→ **Task objective**
Find the line with "filename crates/lib/src/archive.rs" in the entries below, then reproduce it and every line after it down to and including the line with "entry path is", exactly.

→ **Given entries**
┄┄┄┄┄┄┄┄┄┄┄┄┄┄┄┄┄┄┄┄

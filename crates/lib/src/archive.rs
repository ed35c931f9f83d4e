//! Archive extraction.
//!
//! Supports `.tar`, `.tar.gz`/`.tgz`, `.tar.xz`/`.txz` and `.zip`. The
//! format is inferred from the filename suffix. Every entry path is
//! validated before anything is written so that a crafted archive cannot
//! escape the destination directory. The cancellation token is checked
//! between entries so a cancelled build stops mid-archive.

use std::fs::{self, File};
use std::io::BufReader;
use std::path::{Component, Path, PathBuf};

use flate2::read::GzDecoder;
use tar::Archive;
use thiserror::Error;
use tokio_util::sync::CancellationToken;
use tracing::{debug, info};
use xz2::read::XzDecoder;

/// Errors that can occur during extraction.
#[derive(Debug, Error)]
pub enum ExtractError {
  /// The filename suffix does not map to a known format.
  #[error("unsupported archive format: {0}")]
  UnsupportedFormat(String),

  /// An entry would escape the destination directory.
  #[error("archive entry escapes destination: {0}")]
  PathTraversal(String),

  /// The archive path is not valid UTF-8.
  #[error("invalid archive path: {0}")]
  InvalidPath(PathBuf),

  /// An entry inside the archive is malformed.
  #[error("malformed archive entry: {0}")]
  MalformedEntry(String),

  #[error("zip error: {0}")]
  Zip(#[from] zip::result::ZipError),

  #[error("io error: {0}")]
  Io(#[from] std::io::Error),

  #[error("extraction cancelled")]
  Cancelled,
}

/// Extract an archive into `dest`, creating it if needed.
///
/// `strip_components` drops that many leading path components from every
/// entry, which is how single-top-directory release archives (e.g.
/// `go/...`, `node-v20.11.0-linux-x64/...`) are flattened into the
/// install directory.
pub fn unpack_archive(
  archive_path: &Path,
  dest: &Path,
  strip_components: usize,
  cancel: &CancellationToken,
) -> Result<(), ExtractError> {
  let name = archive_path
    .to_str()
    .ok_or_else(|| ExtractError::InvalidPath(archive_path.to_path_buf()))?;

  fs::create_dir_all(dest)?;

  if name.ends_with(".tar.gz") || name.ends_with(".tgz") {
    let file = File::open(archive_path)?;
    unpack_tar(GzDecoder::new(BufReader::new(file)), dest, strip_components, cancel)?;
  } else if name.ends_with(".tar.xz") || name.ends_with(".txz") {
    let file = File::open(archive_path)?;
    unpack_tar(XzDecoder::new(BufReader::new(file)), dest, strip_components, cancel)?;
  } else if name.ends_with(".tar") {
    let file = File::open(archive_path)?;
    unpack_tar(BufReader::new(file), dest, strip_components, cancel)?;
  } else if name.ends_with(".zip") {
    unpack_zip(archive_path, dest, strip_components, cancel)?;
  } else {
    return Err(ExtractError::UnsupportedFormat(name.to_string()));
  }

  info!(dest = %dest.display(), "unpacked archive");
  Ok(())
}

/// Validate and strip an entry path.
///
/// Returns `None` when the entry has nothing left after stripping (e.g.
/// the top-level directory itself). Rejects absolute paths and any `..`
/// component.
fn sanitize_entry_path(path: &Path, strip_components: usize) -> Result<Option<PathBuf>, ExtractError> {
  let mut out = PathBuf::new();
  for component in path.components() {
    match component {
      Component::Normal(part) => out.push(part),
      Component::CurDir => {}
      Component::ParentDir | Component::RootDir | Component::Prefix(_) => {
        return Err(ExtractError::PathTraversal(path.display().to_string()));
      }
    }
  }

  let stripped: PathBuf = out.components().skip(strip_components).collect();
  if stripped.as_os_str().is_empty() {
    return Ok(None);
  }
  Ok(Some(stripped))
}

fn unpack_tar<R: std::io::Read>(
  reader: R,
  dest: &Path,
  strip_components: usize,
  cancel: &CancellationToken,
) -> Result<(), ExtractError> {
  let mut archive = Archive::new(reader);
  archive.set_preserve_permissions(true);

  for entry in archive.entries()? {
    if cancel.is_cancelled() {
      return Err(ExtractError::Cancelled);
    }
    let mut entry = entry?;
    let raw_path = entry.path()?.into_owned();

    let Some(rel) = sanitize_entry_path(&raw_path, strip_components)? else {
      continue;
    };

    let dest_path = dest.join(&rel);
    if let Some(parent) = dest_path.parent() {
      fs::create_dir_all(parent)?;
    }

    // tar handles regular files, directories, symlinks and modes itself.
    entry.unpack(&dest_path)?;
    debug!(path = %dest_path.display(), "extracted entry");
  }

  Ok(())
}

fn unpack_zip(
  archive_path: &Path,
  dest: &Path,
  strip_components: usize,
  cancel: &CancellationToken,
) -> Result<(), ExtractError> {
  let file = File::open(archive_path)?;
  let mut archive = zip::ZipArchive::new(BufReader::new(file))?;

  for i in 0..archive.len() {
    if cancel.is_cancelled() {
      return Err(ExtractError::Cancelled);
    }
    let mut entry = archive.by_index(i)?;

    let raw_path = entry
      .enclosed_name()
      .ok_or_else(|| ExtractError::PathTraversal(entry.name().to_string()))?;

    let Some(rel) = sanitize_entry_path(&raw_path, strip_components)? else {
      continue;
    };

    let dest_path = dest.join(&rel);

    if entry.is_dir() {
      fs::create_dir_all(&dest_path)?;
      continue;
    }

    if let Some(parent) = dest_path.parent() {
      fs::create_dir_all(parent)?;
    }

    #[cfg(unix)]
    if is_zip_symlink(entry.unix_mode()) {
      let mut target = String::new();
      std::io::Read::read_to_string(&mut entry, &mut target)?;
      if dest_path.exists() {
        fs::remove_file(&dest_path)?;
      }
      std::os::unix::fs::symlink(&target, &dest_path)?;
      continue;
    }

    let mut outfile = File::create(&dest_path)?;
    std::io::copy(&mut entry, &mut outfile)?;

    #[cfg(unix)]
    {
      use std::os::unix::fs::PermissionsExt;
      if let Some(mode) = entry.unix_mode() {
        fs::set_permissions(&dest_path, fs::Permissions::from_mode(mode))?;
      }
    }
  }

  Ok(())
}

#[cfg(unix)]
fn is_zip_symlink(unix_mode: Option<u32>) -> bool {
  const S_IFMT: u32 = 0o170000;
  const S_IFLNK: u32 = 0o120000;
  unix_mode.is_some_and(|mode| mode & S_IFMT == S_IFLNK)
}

┄┄┄┄┄┄┄┄┄┄┄┄┄┄┄┄┄┄┄┄

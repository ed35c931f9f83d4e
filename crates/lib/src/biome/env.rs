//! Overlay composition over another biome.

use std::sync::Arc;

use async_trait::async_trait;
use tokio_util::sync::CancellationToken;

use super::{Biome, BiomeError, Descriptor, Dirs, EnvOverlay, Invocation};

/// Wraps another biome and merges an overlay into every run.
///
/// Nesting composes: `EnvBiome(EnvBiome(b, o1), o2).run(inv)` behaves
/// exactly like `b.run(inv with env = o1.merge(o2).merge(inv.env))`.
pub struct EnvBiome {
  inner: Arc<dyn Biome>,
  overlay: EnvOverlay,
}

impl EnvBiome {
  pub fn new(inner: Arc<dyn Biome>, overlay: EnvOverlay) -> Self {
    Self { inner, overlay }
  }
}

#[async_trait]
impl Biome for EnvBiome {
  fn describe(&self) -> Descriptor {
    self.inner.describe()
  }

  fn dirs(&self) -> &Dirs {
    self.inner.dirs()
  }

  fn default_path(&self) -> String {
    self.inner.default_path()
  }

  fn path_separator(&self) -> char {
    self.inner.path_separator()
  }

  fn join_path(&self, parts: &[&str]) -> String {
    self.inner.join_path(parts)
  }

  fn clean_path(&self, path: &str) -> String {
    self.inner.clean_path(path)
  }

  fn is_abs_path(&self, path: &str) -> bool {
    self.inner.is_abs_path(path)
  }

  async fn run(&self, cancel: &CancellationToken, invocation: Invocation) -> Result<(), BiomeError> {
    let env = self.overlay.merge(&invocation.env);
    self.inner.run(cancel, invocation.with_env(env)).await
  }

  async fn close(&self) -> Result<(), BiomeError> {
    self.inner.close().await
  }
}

┄┄┄┄┄┄┄┄┄┄┄┄┄┄┄┄┄┄┄┄

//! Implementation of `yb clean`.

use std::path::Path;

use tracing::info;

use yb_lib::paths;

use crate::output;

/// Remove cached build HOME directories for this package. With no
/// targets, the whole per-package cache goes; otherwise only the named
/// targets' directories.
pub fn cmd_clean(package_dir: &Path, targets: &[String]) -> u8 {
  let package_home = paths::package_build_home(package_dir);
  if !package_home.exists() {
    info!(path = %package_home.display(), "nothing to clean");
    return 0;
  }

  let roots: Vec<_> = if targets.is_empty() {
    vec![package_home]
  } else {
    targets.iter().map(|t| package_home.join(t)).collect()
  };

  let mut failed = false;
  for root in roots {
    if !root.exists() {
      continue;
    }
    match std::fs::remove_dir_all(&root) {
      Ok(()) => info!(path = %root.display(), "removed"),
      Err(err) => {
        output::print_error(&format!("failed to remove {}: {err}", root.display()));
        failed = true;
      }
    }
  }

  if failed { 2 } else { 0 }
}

┄┄┄┄┄┄┄┄┄┄┄┄┄┄┄┄┄┄┄┄

→ **Exercise output**
filename crates/lib/src/archive.rs
repository ed35c931f9f83d4e
//! Archive extraction.
//!
//! Supports `.tar`, `.tar.gz`/`.tgz`, `.tar.xz`/`.txz` and `.zip`. The
//! format is inferred from the filename suffix. Every entry path is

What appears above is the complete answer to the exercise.